Guide

Apache Airflow explained

Your analytics team runs forty-seven shell scripts on cron. Script B fails silently because script A did not finish. Nobody knows which version ran last Tuesday. A new engineer spends a week reverse-engineering dependencies from a shared /opt/etl folder. Apache Airflow replaces that chaos with explicit, version-controlled directed acyclic graphs (DAGs): each workflow is code, tasks declare upstream/downstream relationships, the scheduler fires runs on a timetable, and the web UI shows green, red, and retry history for every execution. Airflow is not an ETL engine itself — it orchestrates Python/SQL/bash jobs, sensors, and external triggers across your data stack. This guide covers the Airflow architecture (scheduler, metadata DB, executor, workers), DAG anatomy and task dependencies, operators and sensors, scheduling intervals and backfill, executors from Local to Celery to Kubernetes, XComs and idempotent design, a Harbor Supply nightly analytics worked example, an orchestrator decision table, common pitfalls, and a practitioner checklist alongside ETL fundamentals and Kafka event streaming.
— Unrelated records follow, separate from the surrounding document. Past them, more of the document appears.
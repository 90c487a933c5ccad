#![forbid(unsafe_code)]
//! # Dunning analysis
//!
//! Which words are distinctive of one part of a corpus compared with another? Given two
//! word-frequency tables (female vs male authors, words after "she" vs words after "he", ...),
//! this crate scores every shared word with the Dunning log-likelihood test, ranks the scores for
//! each side, optionally keeps only one grammatical category, and renders the top terms as
//! fixed-width tables.
//!
//! ## Pipeline
//! - [`compare`]: two [`FrequencyTable`]s to a [`ResultSet`] of [`TermStatistic`]s.
//! - [`rank`]: top-N terms for one side, optionally restricted by a [`PosFilter`].
//! - [`render`]: both sides as text tables; [`export_results`] writes them to disk.
//!
//! Around the pipeline: [`DirCache`] keeps computed result sets between runs, [`Corpus`] builds
//! frequency tables from documents, and the [`analysis`] recipes tie everything together.
//!
//! ## Example
//! ```
//! use dunning_analysis::{
//!     CompareOptions, FrequencyTable, LexiconTagger, PresentationConfig, compare, render,
//! };
//!
//! let female: FrequencyTable = [("he", 1), ("she", 10), ("and", 10)]
//!     .into_iter().map(|(w, c)| (w.to_string(), c)).collect();
//! let male: FrequencyTable = [("he", 10), ("she", 1), ("and", 10)]
//!     .into_iter().map(|(w, c)| (w.to_string(), c)).collect();
//!
//! let results = compare(&female, &male, &CompareOptions::default()).unwrap();
//! assert!(results["she"].log_likelihood > 0.0);
//!
//! let config = PresentationConfig::default().with_labels("Female", "Male");
//! let report = render(&results, &config, &LexiconTagger::new());
//! assert!(report.contains("Dunning Log-Likelihood results for Female"));
//! ```

use std::collections::HashMap;

pub mod analysis;
pub mod cache;
pub mod compare;
pub mod corpus;
pub mod error;
mod office;
pub mod rank;
pub mod report;
pub mod score;
pub mod source;
pub mod tagger;

/// Occurrences of each term in one corpus partition.
pub type FrequencyTable = HashMap<String, u64>;

pub use analysis::AnalysisContext;
pub use cache::{CacheLookup, DirCache, ResultCache};
pub use compare::{
    CompareOptions, DEFAULT_MIN_COMBINED_COUNT, ResultSet, TermStatistic, cached_or_compute,
    compare, compare_cached,
};
pub use corpus::{Corpus, Document, count_words, load_frequency_table, trim_to_words};
pub use error::{DunningError, Result};
pub use office::{extract_text_from_docx, extract_text_from_odt};
pub use rank::{PosCategory, PosFilter, PosSelection, Side, rank, top_terms};
pub use report::{
    ExportFormat, PresentationConfig, csv_safe_cell, export_results, render, render_groups,
};
pub use score::{dunning_log_likelihood, score_term};
pub use source::{FsSource, TextSource, collect_files};
pub use tagger::{LexiconTagger, PENN_TAGS, Tagger};

/// Print the files that could not be read, one per line, to stderr.
pub fn print_failed_files(failed: &[(String, String)]) {
    eprintln!("Warning: {} file(s) could not be read:", failed.len());
    for (file, reason) in failed {
        eprintln!("  {file}: {reason}");
    }
}
//! File access for corpora, frequency tables and lexicons.

use std::fs;
use std::path::{Path, PathBuf};

use walkdir::WalkDir;

use crate::error::{DunningError, Result};
use crate::office::{extract_text_from_docx, extract_text_from_odt};

/// What the rest of the crate needs from the file system: a document's text, a file's bytes, or
/// the rows of a delimited file.
pub trait TextSource {
    fn read_text(&self, path: &Path) -> Result<String>;
    /// The file's contents as stored, e.g. a JSON table.
    fn read_bytes(&self, path: &Path) -> Result<Vec<u8>>;
    /// Raw records, header row included if the file has one.
    fn read_rows(&self, path: &Path) -> Result<Vec<Vec<String>>>;
}

/// Local file system, dispatching on file extension.
#[derive(Debug, Clone, Copy, Default)]
pub struct FsSource;

/// Extensions [`FsSource::read_text`] can extract text from.
pub const TEXT_EXTENSIONS: &[&str] = &["txt", "md", "pdf", "docx", "odt"];

fn extension(path: &Path) -> String {
    path.extension()
        .and_then(|e| e.to_str())
        .map(|e| e.to_ascii_lowercase())
        .unwrap_or_default()
}

impl TextSource for FsSource {
    fn read_text(&self, path: &Path) -> Result<String> {
        match extension(path).as_str() {
            "txt" | "md" => {
                let bytes = self.read_bytes(path)?;
                // Mis-encoded bytes should not stop a whole corpus from loading.
                Ok(String::from_utf8_lossy(&bytes).into_owned())
            }
            "pdf" => pdf_extract::extract_text(path).map_err(|e| DunningError::document(path, e)),
            "docx" => extract_text_from_docx(path),
            "odt" => extract_text_from_odt(path),
            _ => Err(DunningError::UnsupportedFileType(path.to_path_buf())),
        }
    }

    fn read_bytes(&self, path: &Path) -> Result<Vec<u8>> {
        Ok(fs::read(path)?)
    }

    fn read_rows(&self, path: &Path) -> Result<Vec<Vec<String>>> {
        let delimiter = if extension(path) == "tsv" { b'\t' } else { b',' };
        let mut reader = csv::ReaderBuilder::new()
            .has_headers(false)
            .flexible(true)
            .delimiter(delimiter)
            .from_path(path)?;
        let mut rows = Vec::new();
        for record in reader.records() {
            let record = record?;
            rows.push(record.iter().map(str::to_string).collect());
        }
        Ok(rows)
    }
}

/// All readable documents under `path` (or `path` itself if it is a file), sorted.
pub fn collect_files(path: &Path) -> Vec<PathBuf> {
    if path.is_file() {
        return vec![path.to_path_buf()];
    }
    let mut files: Vec<PathBuf> = WalkDir::new(path)
        .into_iter()
        .filter_map(|e| e.ok())
        .filter(|e| e.file_type().is_file())
        .map(|e| e.into_path())
        .filter(|p| TEXT_EXTENSIONS.contains(&extension(p).as_str()))
        .collect();
    files.sort();
    files
}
What Airflow orchestrates (and what it does not)

Airflow sits in the workflow orchestration layer. It decides when tasks run, in what order, and what to do on failure — but the heavy lifting (Spark jobs, dbt models, COPY into Snowflake, training a model) happens inside task code you write or delegate to operators. Think of Airflow as the conductor, not every instrument.

That separation matters when choosing tools. You do not replace Kafka with Airflow: Kafka moves real-time events; Airflow schedules batch windows that consume those events after they land in object storage or a warehouse. You do not replace CI/CD either — deploy pipelines build artifacts; Airflow DAGs run recurring business logic on a schedule. The sweet spot is ETL/ELT, report generation, ML feature rebuilds, data-quality checks, and any multi-step job that outgrew cron plus Slack alerts.

Core components

Scheduler — parses DAG files, creates DagRun instances for each logical date, enqueues ready tasks.
Metadata database — PostgreSQL or MySQL storing DAG definitions, run state, task instances, connections, and variables (the source of truth for the UI).
Executor — decides where task processes run (same machine, Celery workers, Kubernetes pods).
Web server — Flask UI for graph view, logs, manual triggers, and backfill.
Workers — (with Celery/Kubernetes executors) processes that pick up queued task instances and execute operator code.

DAGs, tasks, and dependencies

A DAG is a collection of tasks with dependency edges and no cycles. Modern Airflow (2.x) defines DAGs in Python:

from airflow.decorators import dag, task
from datetime import datetime

@dag(
    schedule="@daily",
    start_date=datetime(2026, 1, 1),
    catchup=False,
    tags=["analytics"],
)
def harbor_nightly_orders():
    @task
    def extract():
        return "s3://harbor/raw/orders/{{ ds }}/"

    @task
    def transform(path: str):
        ...

    @task
    def load(path: str):
        ...

    raw = extract()
    staged = transform(raw)
    load(staged)

harbor_nightly_orders()

The @dag decorator sets schedule, start date, and default args. Task decorators (or classic PythonOperator) become nodes; calling one task's return value inside another wires the edge. The scheduler only runs a downstream task when all upstream tasks for that logical_date have succeeded (or been skipped per trigger rules).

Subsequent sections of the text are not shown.